Il burnout sul lavoro è un fenomeno tipico della società moderna in cui viviamo, e consiste in una forma di esaurimento emotivo che porta a stress e stati d’ansia. Colpisce principalmente le categorie di lavoratori che operano nel settore degli “aiuti”, come operatori sanitari, assistenti sociali ed educatori, ma con il tempo si è espansa a settori più ampi. Questo fenomeno è aumentato esponenzialmente quest’anno, soprattutto a causa dello smart working.
Uno studio della NBER (Natural Bureau of Economical Research) ha raccolto oltre tre milioni di dipendenti di circa 16mila aziende di diverse parti del mondo, confrontando il loro comportamento prima e dopo il lockdown, in otto settimane lavorative. I risultati hanno evidenziato una media di 48 minuti di lavoro in più al giorno, un aumento di riunioni del 13% e almeno una mail in più, solitamente ai colleghi, rispetto al periodo pre-Covid. «Le persone hanno riadattato la loro tabella di marcia», ha commentato Jeff Polzer, docente di Harvard e tra i cinque co-autori dello studio.

Secondo un altro studio, diretto da FlexJobs e Mental Health America (MHA), il 75% dei mille e 500 soggetti coinvolti ha sperimentato il burnout al lavoro, di cui il 40% durante i mesi del lockdown. Il report evidenzia anche come sia aumentato il numero di dipendenti che manifesta un abbassamento della salute mentale dei dipendenti (da 5% a 18%); il 42% di essi inoltre ha espresso un livello di stress “alto” e il 47% “molto alto”, sostenendo che sul posto di lavoro ricevevano più supporto emotivo rispetto all’isolamento forzato dallo smartworking.
Dati che allarmano anche in Italia: uno studio di LinkedIn, che ha coinvolto oltre duemila lavoratori italiani, ha riportato che tra gli intervistati, il 46% ha affermato di sentirsi più ansioso e stressato per il proprio lavoro rispetto a prima, ma anche di lavorare di più.

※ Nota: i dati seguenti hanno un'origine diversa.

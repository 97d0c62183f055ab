use std::fmt;
use std::ops::BitAnd;

use crate::core::{Card, Value};

/// Mask with one bit for each of the 13 values.
const ALL_VALUES: u16 = (1 << 13) - 1;

/// An ordered set of card values.
///
/// Used as the candidates for an opponent's bounty rank.
#[cfg_attr(feature = "serde", derive(serde::Serialize, serde::Deserialize))]
#[derive(Clone, Copy, PartialEq, Eq, Hash)]
pub struct BeliefSet {
    values: u16,
}

impl Default for BeliefSet {
    /// With no information every rank is possible.
    fn default() -> Self {
        Self::full()
    }
}

impl BeliefSet {
    /// Every value from two to ace.
    pub const fn full() -> Self {
        Self {
            values: ALL_VALUES,
        }
    }

    pub const fn empty() -> Self {
        Self { values: 0 }
    }

    /// The distinct values among `cards`.
    pub fn values_of<'a>(cards: impl IntoIterator<Item = &'a Card>) -> Self {
        cards.into_iter().map(|c| c.value).collect()
    }

    pub fn contains(&self, value: Value) -> bool {
        self.values & (1 << value as u16) != 0
    }

    pub fn insert(&mut self, value: Value) {
        self.values |= 1 << value as u16;
    }

    pub fn len(&self) -> usize {
        self.values.count_ones() as usize
    }

    pub fn is_empty(&self) -> bool {
        self.values == 0
    }

    pub fn is_full(&self) -> bool {
        self.values == ALL_VALUES
    }

    pub fn is_subset(&self, other: &Self) -> bool {
        self.values & !other.values == 0
    }

    /// The only remaining value, if the set has narrowed down to one.
    pub fn single(&self) -> Option<Value> {
        if self.values.count_ones() == 1 {
            Value::from_u8(self.values.trailing_zeros() as u8)
        } else {
            None
        }
    }

    /// Values in `self` that aren't in `other`.
    pub fn difference(&self, other: &Self) -> Self {
        Self {
            values: self.values & !other.values,
        }
    }

    /// Values lowest first.
    pub fn iter(&self) -> impl Iterator<Item = Value> + '_ {
        Value::values().into_iter().filter(move |v| self.contains(*v))
    }
}

impl BitAnd for BeliefSet {
    type Output = Self;

    fn bitand(self, rhs: Self) -> Self {
        Self {
            values: self.values & rhs.values,
        }
    }
}

impl FromIterator<Value> for BeliefSet {
    fn from_iter<T: IntoIterator<Item = Value>>(iter: T) -> Self {
        let mut set = Self::empty();
        for v in iter {
            set.insert(v);
        }
        set
    }
}

impl fmt::Debug for BeliefSet {
    fn fmt(&self, f: &mut fmt::Formatter<'_>) -> fmt::Result {
        f.debug_set().entries(self.iter().map(|v| v.to_char())).finish()
    }
}

impl fmt::Display for BeliefSet {
    fn fmt(&self, f: &mut fmt::Formatter<'_>) -> fmt::Result {
        write!(f, "[")?;
        for (idx, value) in self.iter().enumerate() {
            if idx > 0 {
                write!(f, " ")?;
            }
            write!(f, "{value}")?;
        }
        write!(f, "]")
    }
}
use std::cmp::Ordering;
use std::num::NonZeroU32;

use tracing::{debug, warn};

use super::{BeliefSet, HandOutcome};

/// Bounties are re-assigned every 25 hands.
pub const DEFAULT_EPOCH_LENGTH: NonZeroU32 = match NonZeroU32::new(25) {
    Some(n) => n,
    None => unreachable!(),
};

/// What we currently believe about the opponent's bounty.
///
/// This is a plain value: the tracker takes one in and hands a new one back
/// so the owner decides where it lives.
#[cfg_attr(feature = "serde", derive(serde::Serialize, serde::Deserialize))]
#[derive(Debug, Clone, Copy, PartialEq, Eq, Default)]
pub struct BeliefState {
    /// Ranks the opponent's bounty could still be.
    pub candidates: BeliefSet,
    /// Zero based epoch the candidates belong to.
    pub epoch: u32,
    /// Number of updates skipped because they contradicted the candidates.
    pub contradictions: u32,
}

impl BeliefState {
    /// Fresh state at the start of `epoch`, keeping the contradiction count
    /// since that's a match long statistic.
    fn reset_to(self, epoch: u32) -> Self {
        Self {
            candidates: BeliefSet::full(),
            epoch,
            contradictions: self.contradictions,
        }
    }
}

/// Narrows down the opponent's bounty rank one hand at a time.
///
/// Two kinds of evidence are used:
///
/// - The opponent hit their bounty and showed their cards. The bounty has to
///   be one of the revealed ranks.
/// - We lost, the opponent didn't hit, and cards were revealed. None of the
///   revealed ranks can be the bounty, otherwise it would have hit.
///
/// Inside an epoch the candidates only ever shrink. They go back to every
/// rank when a new epoch starts.
#[derive(Debug, Clone, Copy, PartialEq, Eq)]
pub struct BountyTracker {
    epoch_length: NonZeroU32,
}

impl Default for BountyTracker {
    fn default() -> Self {
        Self::new(DEFAULT_EPOCH_LENGTH)
    }
}

impl BountyTracker {
    pub fn new(epoch_length: NonZeroU32) -> Self {
        Self { epoch_length }
    }

    pub fn epoch_length(&self) -> NonZeroU32 {
        self.epoch_length
    }

    /// The zero based epoch that 1 based `hand_number` falls in.
    pub fn epoch_of(&self, hand_number: u32) -> u32 {
        hand_number.saturating_sub(1) / self.epoch_length.get()
    }

    /// Move `state` to the epoch of `hand_number`, starting over if that's a
    /// later epoch. A hand from an earlier epoch leaves `state` alone.
    pub fn begin_hand(&self, state: BeliefState, hand_number: u32) -> BeliefState {
        let epoch = self.epoch_of(hand_number);
        match epoch.cmp(&state.epoch) {
            Ordering::Greater => {
                debug!(hand_number, epoch, "new bounty epoch, resetting beliefs");
                state.reset_to(epoch)
            }
            Ordering::Equal => state,
            Ordering::Less => {
                warn!(
                    hand_number,
                    epoch,
                    current_epoch = state.epoch,
                    "hand is from an earlier epoch, keeping beliefs"
                );
                state
            }
        }
    }

    /// Learn from the end of a hand.
    ///
    /// An update that would leave no candidates is skipped and counted in
    /// `contradictions` instead. Outcomes from an earlier epoch are ignored.
    ///
    /// # Examples
    ///
    /// ```
    /// use bounty_holdem::bounty::{BeliefState, BountyTracker, HandOutcome};
    /// use bounty_holdem::core::{Value, parse_cards};
    ///
    /// let tracker = BountyTracker::default();
    /// let outcome = HandOutcome {
    ///     hand_number: 3,
    ///     delta: -120,
    ///     opponent_bounty_hit: true,
    ///     board: parse_cards("Ah Kd 2c 2s 9d").unwrap(),
    ///     opponent_cards: parse_cards("9s 2h").unwrap(),
    ///     ..Default::default()
    /// };
    ///
    /// let state = tracker.observe(BeliefState::default(), &outcome);
    /// assert_eq!(4, state.candidates.len());
    /// assert!(state.candidates.contains(Value::Nine));
    /// ```
    pub fn observe(&self, state: BeliefState, outcome: &HandOutcome) -> BeliefState {
        if self.epoch_of(outcome.hand_number) < state.epoch {
            warn!(
                hand_number = outcome.hand_number,
                current_epoch = state.epoch,
                "ignoring outcome from an earlier epoch"
            );
            return state;
        }
        let mut state = self.begin_hand(state, outcome.hand_number);
        let revealed = outcome.revealed_values();

        let updated = if outcome.opponent_bounty_hit {
            if !outcome.went_to_showdown() {
                // Their bounty may be hiding in cards we never saw.
                return state;
            }
            state.candidates & revealed
        } else if outcome.is_loss() && !revealed.is_empty() {
            state.candidates.difference(&revealed)
        } else {
            return state;
        };

        if updated.is_empty() {
            state.contradictions += 1;
            warn!(
                hand_number = outcome.hand_number,
                candidates = %state.candidates,
                %revealed,
                "bounty evidence contradicts beliefs, ignoring it"
            );
            return state;
        }

        debug!(
            hand_number = outcome.hand_number,
            own_bounty_hit = outcome.own_bounty_hit,
            before = %state.candidates,
            after = %updated,
            "updated opponent bounty beliefs"
        );
        state.candidates = updated;
        state
    }
}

Il 48% degli intervistati ha ammesso di lavorare almeno un’ora in più al giorno – il che equivale ad almeno venti ore (quasi tre giorni) in più al mese.
Secondo Laura Parolin, Vicepresidente dell’Ordine degli Psicologi, «il lavoro da casa e l’impossibilità di uscire ci hanno obbligati a una ridefinizione repentina degli equilibri tra lavoro, famiglia e tempo libero. L’organizzazione del lavoro prima della pandemia consentiva di evadere e prendere le distanze dagli altri ambienti di vita, una possibilità che ora manca, costringendoci al confronto costante con l’isolamento o alle relazioni con i conviventi, spesso con la difficoltà di definire un soddisfacente work-life balance. Le aziende dovranno prevedere azioni di welfare aziendale specifiche (sportelli, voucher, convenzioni) per il sostegno psicologico ai dipendenti in modo da assicurare che il loro benessere sia tutelato, e i lavoratori non dovranno temere di far riferimento ai professionisti coinvolti».